In Spain, the tailor-made “military service” of Princess Leonor
The eldest daughter of Felipe VI, heiress to the Crown, will follow a three-year training in the army before starting her secondary studies.
Lady cadet at the General Military Academy of Zaragoza, then marine guard at the Naval School of Marín (a municipality in Galicia), and finally teaches at the General Air Academy of San Javier (in the region of Murcia ). From the end of August 2023 to the summer of 2026, Princess Leonor, heiress to the Spanish crown, will undergo military training which will take her successively to the three armies and will lead her to be appointed lieutenant of the Army and the ‘Air and Navy. A military service sui generis for the next head of the Armies of Spain… modeled on that of her father, King Felipe VI, and her grandfather, the sovereign emeritus Juan Carlos I.

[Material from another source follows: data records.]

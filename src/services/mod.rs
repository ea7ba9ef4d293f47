pub mod conversation_service;
pub mod delivery;
pub mod friend_service;
pub mod message_service;
pub mod pair_cache;
pub mod resolver;
pub mod user_service;

use deadpool_postgres::Transaction;
use std::future::Future;
use std::sync::atomic::{AtomicBool, Ordering};
use std::sync::Arc;
use std::time::Duration;
use uuid::Uuid;

use crate::error::{AppError, AppResult};

pub use conversation_service::ConversationService;
pub use delivery::DeliveryCoordinator;
pub use friend_service::FriendService;
pub use message_service::MessageService;
pub use pair_cache::{PairCache, PairKey, RedisPairCache};
pub use resolver::{ConversationResolver, Resolved};
pub use user_service::UserService;

/// Fresh time-ordered identifier for any stored row.
pub fn new_id() -> Uuid {
    Uuid::now_v7()
}

tokio::task_local! {
    /// Set once the operation running under [`with_deadline`] sends COMMIT.
    static COMMIT_STARTED: Arc<AtomicBool>;
}

fn mark_commit_started() {
    let _ = COMMIT_STARTED.try_with(|started| started.store(true, Ordering::SeqCst));
}

/// Commits `tx`. Past this point [`with_deadline`] no longer cancels the
/// operation, so a reported timeout always means nothing was written.
pub async fn commit(tx: Transaction<'_>) -> AppResult<()> {
    mark_commit_started();
    tx.commit().await?;
    Ok(())
}

/// Runs a store operation under `deadline`.
///
/// Expiry before COMMIT drops the future and its transaction rolls back.
/// Expiry during COMMIT waits for the commit so the caller sees its real
/// outcome.
pub async fn with_deadline<T, F>(deadline: Duration, fut: F) -> AppResult<T>
where
    F: Future<Output = AppResult<T>>,
{
    let started = Arc::new(AtomicBool::new(false));
    let mut fut = std::pin::pin!(COMMIT_STARTED.scope(started.clone(), fut));

    match tokio::time::timeout(deadline, fut.as_mut()).await {
        Ok(result) => result,
        Err(_) if started.load(Ordering::SeqCst) => {
            tracing::warn!(
                deadline_ms = deadline.as_millis() as u64,
                "deadline passed during commit, awaiting outcome"
            );
            fut.await
        }
        Err(_) => {
            tracing::warn!(deadline_ms = deadline.as_millis() as u64, "store operation timed out");
            Err(AppError::Timeout)
        }
    }
}

#[cfg(test)]
mod tests {
    use super::*;

    #[tokio::test]
    async fn test_with_deadline_passes_result_through() {
        let ok = with_deadline(Duration::from_secs(1), async { Ok::<_, AppError>(7) }).await;
        assert_eq!(ok.unwrap(), 7);

        let err = with_deadline(Duration::from_secs(1), async {
            Err::<(), _>(AppError::NotFound("conversation"))
        })
        .await;
        assert!(matches!(err, Err(AppError::NotFound(_))));
    }

    #[tokio::test(start_paused = true)]
    async fn test_with_deadline_times_out() {
        let res = with_deadline(Duration::from_millis(50), async {
            tokio::time::sleep(Duration::from_secs(10)).await;
            Ok::<_, AppError>(())
        })
        .await;
        assert!(matches!(res, Err(AppError::Timeout)));
    }

    #[tokio::test(start_paused = true)]
    async fn test_with_deadline_waits_out_commit_in_flight() {
        let res = with_deadline(Duration::from_millis(50), async {
            tokio::time::sleep(Duration::from_millis(20)).await;
            mark_commit_started();
            tokio::time::sleep(Duration::from_secs(1)).await;
            Ok::<_, AppError>(9)
        })
        .await;
        assert_eq!(res.unwrap(), 9);
    }

    #[tokio::test(start_paused = true)]
    async fn test_failed_commit_after_deadline_is_not_a_timeout() {
        let res = with_deadline(Duration::from_millis(50), async {
            mark_commit_started();
            tokio::time::sleep(Duration::from_secs(1)).await;
            Err::<(), _>(AppError::Conflict("serialization failure".into()))
        })
        .await;
        assert!(matches!(res, Err(AppError::Conflict(_))));
    }

    #[tokio::test]
    async fn test_commit_marker_is_noop_outside_deadline() {
        mark_commit_started();
    }

    #[test]
    fn test_new_id_is_time_ordered() {
        let a = new_id();
        std::thread::sleep(Duration::from_millis(2));
        let b = new_id();
        assert!(a < b);
        assert!(a.to_string() < b.to_string());
    }
}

The Council of Ministers last Tuesday approved the decree that frames the military training of the Princess of Asturias, title of heir or heiress to the Crown in Spain, who will celebrate her eighteenth birthday on October 31. At the end of his Terminale year at the Welsh United World College of the Atlantic high school and his summer vacation, Leonor de Borbon and Ortiz will put on the uniform.
Some observers imagined that in the 21st century, a shorter training might have sufficed, perhaps a year, like the express passages of princes and princesses from Europe by their three respective armies. Or that he could have been offered to start with his university studies, finally postponed to September 2026. It is ultimately a long military experience that is assigned to him.
Break with tradition
“It is first of all a tradition, recalls Carmen Remírez, journalist and author of Leonor, the future condicionado of the monarchy (Plaza Janés, 2018). When his son Felipe turned 18, Juan Carlos I pressed the government of the day for extensive military training. The title of army chief is certainly not an executive function, but it is a constitutional obligation. It is also by virtue of this role that Juan Carlos opposed, in uniform, the coup d’etat of Lieutenant-Colonel Tejero in 1981.”, recalls Remirez. Leonor will thus go through the same three military schools where her father and grandfather trained, and will sail for six months aboard the same old rig as the one they embarked on. Breaking with tradition when a woman is called to supreme command could have done badly.
The House of Spain indicates in a press release that the passage through the military institution “will strengthen the capacities of service and sacrifice and will facilitate the missions of representations that [la princesse] will have to assume”. The army, it is known, hardens. “It is also an institution at the forefront of technological modernity and international integration.”, considers Remírez. Finally, through its diversity, it allows the heiress to come out of her family and social cocoon. “Leonor and her younger sister, the Infanta Sofía, are bourgeois. We can salute their involvement, alongside Queen Letizia, in solidarity missions, but we have never seen them roll up their sleeves”.
Could this be another advantage of Leonor’s passage through the Army? Provide the public with beautiful images of the princess crawling in fatigues, sailing on the four-master Juan Sebastián d’Elcano, piloting a fighter plane? “It would be idealsays the journalist. Get out of the opacity that surrounded his education. But I am not sure that this is the project of the House of Spain, careful until then not to expose it too much”. Experience will tell if the barracks, canteens and dormitories will promote the emancipation of the Princess, who will soon come of age and be vaccinated and, in a few years or decades, captain general of the armies.